• Your assignment: Over all lines in the data below, count those holding "undirected" and give only the result.

• Data records:
════════
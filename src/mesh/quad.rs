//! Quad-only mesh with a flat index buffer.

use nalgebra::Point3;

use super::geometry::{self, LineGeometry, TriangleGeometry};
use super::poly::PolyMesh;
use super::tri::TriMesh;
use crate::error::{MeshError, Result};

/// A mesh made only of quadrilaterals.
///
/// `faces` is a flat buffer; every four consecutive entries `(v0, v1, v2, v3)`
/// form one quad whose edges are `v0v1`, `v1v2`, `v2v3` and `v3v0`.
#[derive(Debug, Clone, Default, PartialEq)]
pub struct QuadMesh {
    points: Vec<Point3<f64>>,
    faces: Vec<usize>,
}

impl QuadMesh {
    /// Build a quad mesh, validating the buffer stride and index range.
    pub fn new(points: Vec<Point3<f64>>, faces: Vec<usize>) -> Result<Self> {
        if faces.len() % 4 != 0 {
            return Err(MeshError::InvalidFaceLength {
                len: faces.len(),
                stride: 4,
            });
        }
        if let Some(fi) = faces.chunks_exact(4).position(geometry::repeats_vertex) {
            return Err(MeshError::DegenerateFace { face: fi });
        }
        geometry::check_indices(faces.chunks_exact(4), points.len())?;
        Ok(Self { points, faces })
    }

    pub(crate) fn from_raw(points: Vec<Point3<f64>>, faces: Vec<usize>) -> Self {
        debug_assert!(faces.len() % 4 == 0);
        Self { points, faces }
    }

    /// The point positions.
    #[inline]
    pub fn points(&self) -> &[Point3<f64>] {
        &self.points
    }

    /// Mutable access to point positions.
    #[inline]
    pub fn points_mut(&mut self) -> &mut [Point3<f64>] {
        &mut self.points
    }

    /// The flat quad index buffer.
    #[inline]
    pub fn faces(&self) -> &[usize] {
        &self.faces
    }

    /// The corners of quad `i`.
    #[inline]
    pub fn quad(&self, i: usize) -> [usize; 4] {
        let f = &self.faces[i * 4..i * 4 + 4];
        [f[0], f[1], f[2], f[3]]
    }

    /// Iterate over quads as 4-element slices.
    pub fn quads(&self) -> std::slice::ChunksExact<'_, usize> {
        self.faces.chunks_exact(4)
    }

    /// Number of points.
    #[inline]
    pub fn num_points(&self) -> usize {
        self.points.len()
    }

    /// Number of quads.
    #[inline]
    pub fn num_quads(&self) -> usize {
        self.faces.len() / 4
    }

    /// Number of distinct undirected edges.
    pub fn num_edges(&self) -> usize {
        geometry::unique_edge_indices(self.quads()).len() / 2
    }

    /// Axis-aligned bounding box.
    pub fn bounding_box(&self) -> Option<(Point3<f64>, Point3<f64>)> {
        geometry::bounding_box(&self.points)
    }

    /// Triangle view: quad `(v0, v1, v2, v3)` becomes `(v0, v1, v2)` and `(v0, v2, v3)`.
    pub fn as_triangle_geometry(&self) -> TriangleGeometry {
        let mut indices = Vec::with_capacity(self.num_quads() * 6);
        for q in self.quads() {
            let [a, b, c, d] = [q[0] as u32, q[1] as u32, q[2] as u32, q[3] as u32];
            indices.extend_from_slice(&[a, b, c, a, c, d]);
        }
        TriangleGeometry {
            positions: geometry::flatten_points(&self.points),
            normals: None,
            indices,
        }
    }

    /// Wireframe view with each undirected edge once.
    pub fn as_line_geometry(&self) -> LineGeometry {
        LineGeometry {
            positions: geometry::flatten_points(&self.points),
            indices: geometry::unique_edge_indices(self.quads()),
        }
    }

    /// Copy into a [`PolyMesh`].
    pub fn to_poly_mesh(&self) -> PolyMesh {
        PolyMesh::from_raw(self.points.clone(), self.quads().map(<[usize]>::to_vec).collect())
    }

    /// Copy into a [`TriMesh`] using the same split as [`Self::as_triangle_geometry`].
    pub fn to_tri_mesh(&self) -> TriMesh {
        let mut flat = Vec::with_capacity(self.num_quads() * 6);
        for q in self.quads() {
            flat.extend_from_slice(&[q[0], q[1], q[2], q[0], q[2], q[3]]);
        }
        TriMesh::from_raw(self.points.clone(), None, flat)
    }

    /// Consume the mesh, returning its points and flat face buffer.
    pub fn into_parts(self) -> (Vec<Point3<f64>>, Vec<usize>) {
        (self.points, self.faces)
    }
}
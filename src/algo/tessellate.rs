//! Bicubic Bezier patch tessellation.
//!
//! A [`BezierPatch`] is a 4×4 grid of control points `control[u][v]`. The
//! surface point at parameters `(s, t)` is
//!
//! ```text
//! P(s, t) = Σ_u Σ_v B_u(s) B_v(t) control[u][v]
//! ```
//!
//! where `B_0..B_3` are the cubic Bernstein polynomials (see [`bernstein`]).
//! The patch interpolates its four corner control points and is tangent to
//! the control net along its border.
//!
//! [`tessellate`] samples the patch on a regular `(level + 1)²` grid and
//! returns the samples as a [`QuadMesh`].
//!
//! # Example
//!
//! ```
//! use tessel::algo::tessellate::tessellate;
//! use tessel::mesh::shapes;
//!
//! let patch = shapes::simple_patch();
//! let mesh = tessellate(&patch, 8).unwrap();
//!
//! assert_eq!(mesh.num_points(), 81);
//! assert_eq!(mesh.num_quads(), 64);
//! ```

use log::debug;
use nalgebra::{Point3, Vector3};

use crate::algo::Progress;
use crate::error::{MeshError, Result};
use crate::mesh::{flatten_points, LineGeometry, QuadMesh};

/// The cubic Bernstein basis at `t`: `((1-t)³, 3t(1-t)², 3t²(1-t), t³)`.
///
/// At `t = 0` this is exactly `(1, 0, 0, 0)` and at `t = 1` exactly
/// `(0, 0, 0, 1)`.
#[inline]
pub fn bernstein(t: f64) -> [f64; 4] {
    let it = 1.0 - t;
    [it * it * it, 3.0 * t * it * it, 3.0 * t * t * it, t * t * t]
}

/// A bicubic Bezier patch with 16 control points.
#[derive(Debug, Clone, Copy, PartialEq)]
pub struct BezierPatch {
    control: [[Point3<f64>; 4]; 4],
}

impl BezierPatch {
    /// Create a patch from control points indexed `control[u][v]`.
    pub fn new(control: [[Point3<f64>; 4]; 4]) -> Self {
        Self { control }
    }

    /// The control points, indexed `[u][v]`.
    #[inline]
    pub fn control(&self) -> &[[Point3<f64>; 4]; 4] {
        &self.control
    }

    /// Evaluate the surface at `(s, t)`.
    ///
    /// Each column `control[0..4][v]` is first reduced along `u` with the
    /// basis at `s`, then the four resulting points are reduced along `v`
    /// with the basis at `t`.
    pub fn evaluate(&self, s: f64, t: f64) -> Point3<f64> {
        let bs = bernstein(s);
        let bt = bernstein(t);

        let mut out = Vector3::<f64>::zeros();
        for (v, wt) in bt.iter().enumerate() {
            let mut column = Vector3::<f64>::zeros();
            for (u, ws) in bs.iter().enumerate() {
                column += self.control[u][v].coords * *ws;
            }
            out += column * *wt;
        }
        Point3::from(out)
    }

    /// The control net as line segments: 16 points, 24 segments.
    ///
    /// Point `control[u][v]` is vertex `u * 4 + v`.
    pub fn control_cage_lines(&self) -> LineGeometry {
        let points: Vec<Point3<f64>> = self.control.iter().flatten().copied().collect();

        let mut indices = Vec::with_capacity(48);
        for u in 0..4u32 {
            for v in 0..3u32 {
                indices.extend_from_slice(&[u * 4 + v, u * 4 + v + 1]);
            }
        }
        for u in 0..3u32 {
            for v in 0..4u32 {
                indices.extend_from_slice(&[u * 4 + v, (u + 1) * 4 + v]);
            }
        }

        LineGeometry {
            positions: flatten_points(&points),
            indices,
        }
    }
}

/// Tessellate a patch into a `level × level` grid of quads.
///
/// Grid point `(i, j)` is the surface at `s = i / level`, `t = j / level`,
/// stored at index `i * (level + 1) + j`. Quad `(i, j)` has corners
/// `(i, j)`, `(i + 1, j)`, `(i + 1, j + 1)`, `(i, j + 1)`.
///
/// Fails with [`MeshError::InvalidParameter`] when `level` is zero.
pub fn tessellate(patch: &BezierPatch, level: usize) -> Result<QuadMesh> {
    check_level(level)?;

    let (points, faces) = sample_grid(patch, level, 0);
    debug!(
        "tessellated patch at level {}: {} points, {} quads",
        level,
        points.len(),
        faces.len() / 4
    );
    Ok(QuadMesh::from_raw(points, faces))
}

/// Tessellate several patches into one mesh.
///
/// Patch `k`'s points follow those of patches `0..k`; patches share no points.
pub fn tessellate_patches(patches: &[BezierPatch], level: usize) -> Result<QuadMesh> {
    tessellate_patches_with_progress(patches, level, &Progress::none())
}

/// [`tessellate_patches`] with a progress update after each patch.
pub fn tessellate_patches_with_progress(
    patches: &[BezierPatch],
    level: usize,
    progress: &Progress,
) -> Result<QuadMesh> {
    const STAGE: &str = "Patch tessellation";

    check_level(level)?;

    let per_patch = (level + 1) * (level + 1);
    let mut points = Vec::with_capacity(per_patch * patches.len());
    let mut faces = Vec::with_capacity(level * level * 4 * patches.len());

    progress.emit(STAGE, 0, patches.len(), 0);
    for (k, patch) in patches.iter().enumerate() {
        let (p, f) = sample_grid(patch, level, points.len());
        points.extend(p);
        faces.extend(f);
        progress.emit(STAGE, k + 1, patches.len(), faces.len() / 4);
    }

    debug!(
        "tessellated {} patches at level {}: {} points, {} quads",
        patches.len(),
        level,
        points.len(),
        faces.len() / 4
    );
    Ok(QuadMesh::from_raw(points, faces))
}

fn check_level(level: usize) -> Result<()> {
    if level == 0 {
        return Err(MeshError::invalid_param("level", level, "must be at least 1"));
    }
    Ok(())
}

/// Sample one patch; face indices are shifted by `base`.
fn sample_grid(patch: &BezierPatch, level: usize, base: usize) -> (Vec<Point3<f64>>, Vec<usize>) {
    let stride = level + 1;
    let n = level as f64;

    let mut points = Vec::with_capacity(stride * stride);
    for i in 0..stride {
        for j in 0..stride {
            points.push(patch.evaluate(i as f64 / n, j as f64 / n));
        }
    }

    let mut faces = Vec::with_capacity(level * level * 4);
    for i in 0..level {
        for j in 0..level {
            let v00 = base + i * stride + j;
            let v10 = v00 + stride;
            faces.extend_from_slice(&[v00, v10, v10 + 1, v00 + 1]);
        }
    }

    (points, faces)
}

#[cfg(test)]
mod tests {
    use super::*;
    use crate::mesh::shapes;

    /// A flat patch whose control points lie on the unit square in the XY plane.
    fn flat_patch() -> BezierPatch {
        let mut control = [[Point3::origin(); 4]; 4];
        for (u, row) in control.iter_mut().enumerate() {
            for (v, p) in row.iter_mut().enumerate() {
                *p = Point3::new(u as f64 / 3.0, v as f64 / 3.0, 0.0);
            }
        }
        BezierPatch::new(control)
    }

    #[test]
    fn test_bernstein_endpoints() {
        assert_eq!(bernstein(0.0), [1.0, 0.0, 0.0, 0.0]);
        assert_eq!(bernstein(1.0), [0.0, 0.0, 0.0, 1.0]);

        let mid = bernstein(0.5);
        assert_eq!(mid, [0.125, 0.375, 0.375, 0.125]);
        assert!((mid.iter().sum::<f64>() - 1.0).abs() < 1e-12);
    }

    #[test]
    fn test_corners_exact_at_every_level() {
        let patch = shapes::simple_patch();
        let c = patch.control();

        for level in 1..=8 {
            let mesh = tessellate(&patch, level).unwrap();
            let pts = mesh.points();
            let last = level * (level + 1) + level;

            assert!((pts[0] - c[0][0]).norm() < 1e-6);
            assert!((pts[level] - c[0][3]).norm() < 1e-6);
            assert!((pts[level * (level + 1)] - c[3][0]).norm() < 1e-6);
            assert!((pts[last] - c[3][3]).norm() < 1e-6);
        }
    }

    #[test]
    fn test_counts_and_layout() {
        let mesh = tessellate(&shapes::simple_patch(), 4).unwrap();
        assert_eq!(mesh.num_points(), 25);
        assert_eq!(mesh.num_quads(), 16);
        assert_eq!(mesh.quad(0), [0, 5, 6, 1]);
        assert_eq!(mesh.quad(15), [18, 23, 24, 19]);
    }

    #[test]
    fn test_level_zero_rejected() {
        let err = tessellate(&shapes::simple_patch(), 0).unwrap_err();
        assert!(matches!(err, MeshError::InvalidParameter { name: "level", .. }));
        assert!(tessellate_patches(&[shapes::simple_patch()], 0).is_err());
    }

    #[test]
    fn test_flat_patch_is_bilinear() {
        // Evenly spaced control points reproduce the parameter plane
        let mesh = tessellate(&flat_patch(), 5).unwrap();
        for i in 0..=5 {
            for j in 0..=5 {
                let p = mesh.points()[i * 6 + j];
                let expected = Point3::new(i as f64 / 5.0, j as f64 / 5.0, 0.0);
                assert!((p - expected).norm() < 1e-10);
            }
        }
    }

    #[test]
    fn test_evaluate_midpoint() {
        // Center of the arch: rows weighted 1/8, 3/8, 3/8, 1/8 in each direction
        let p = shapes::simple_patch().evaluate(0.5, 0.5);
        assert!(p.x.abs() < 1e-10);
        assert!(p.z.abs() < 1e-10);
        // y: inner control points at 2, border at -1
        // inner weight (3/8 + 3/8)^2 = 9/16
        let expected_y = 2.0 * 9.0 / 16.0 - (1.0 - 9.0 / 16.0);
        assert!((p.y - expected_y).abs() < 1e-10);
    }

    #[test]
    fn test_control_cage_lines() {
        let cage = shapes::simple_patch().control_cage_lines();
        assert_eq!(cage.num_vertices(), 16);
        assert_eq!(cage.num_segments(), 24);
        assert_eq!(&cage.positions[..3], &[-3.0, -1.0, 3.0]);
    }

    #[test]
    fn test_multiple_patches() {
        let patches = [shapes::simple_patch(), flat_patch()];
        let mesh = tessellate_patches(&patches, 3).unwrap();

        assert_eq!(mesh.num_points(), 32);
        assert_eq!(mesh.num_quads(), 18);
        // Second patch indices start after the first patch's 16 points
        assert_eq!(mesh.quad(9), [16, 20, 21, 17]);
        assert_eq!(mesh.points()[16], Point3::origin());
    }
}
════════
• Answer for the task: 2